◆ REQUIRED WORK ◆
Retype, word for word, every line from the one holding "pub fn new()" through the one holding "pub fn motion(&mut" in the entries below, both included, and only those lines.
(Beginning of INPUT DATA)
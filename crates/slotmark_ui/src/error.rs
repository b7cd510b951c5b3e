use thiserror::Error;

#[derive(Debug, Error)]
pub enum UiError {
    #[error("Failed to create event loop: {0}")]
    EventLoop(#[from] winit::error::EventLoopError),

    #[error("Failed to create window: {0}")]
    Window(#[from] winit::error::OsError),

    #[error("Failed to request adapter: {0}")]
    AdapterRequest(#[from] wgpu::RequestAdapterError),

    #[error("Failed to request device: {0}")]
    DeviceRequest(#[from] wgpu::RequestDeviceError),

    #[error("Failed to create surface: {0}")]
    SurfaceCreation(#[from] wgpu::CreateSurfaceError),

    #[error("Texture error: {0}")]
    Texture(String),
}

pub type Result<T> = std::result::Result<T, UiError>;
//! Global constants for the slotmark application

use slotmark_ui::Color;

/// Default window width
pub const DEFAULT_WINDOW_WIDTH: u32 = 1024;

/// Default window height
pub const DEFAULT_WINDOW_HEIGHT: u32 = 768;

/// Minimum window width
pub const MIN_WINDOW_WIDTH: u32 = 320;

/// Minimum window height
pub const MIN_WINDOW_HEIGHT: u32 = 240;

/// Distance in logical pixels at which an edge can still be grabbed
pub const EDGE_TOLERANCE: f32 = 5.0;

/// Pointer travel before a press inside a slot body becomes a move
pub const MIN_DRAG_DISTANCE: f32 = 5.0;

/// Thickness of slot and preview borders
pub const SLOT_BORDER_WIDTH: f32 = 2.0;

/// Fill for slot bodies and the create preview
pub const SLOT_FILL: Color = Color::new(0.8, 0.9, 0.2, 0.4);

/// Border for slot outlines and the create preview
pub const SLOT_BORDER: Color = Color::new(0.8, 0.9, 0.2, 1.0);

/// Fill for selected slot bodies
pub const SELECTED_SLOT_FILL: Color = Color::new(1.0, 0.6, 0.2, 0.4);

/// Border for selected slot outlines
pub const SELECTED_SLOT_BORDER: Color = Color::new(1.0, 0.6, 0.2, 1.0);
(End of INPUT DATA)
(Beginning of INPUT DATA)
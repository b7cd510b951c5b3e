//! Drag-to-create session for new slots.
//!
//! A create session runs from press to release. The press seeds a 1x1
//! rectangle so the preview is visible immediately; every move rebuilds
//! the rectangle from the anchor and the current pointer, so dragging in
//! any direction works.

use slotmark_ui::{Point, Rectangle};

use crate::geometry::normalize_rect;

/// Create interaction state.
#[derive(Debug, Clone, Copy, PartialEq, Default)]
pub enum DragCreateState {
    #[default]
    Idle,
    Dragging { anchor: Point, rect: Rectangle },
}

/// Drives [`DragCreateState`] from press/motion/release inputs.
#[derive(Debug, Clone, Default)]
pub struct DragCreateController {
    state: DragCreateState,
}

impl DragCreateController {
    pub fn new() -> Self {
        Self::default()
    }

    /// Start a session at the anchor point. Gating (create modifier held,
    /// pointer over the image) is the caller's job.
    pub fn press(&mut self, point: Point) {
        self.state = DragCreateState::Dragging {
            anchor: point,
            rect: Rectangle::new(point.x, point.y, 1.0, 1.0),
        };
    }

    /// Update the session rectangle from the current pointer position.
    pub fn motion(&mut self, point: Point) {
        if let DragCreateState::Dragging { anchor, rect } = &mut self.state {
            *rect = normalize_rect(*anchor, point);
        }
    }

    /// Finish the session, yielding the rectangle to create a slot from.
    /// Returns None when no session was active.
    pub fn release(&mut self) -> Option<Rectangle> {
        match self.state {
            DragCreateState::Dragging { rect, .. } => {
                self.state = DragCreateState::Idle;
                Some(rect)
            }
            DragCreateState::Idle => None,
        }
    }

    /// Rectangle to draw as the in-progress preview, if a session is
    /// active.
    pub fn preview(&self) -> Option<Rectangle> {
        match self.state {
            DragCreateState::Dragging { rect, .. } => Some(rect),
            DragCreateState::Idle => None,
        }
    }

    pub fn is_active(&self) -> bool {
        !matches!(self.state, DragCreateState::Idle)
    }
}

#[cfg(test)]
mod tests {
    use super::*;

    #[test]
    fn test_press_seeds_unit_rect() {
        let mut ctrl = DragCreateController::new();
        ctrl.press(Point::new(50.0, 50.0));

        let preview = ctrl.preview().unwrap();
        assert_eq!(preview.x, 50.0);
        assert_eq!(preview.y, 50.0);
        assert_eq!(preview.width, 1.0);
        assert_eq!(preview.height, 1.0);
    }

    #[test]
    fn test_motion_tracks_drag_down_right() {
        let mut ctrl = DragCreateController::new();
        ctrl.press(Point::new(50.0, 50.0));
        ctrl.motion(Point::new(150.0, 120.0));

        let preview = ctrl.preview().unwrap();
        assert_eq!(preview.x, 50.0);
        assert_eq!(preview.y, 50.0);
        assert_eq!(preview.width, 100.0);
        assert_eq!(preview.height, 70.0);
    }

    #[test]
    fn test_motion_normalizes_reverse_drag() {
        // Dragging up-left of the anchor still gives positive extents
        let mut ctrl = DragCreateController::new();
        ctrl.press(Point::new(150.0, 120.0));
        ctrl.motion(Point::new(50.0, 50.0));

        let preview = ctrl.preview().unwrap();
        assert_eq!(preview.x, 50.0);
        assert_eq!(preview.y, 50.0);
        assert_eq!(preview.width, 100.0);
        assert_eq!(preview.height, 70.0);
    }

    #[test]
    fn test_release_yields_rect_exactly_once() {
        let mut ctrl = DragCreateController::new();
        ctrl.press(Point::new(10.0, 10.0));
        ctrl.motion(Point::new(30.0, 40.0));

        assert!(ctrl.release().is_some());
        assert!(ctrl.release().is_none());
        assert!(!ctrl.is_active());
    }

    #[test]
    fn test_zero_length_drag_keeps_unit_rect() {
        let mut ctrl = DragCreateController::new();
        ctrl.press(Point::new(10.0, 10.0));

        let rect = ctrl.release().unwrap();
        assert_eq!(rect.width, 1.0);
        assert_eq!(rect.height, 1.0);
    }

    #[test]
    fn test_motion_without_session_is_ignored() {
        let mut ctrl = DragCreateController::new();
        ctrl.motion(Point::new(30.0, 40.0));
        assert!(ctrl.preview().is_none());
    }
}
(End of INPUT DATA)
◆ SOLUTION TO THE PROBLEM ◆
    pub fn new() -> Self {
        Self::default()
    }

    /// Start a session at the anchor point. Gating (create modifier held,
    /// pointer over the image) is the caller's job.
    pub fn press(&mut self, point: Point) {
        self.state = DragCreateState::Dragging {
            anchor: point,
            rect: Rectangle::new(point.x, point.y, 1.0, 1.0),
        };
    }

    /// Update the session rectangle from the current pointer position.
    pub fn motion(&mut self, point: Point) {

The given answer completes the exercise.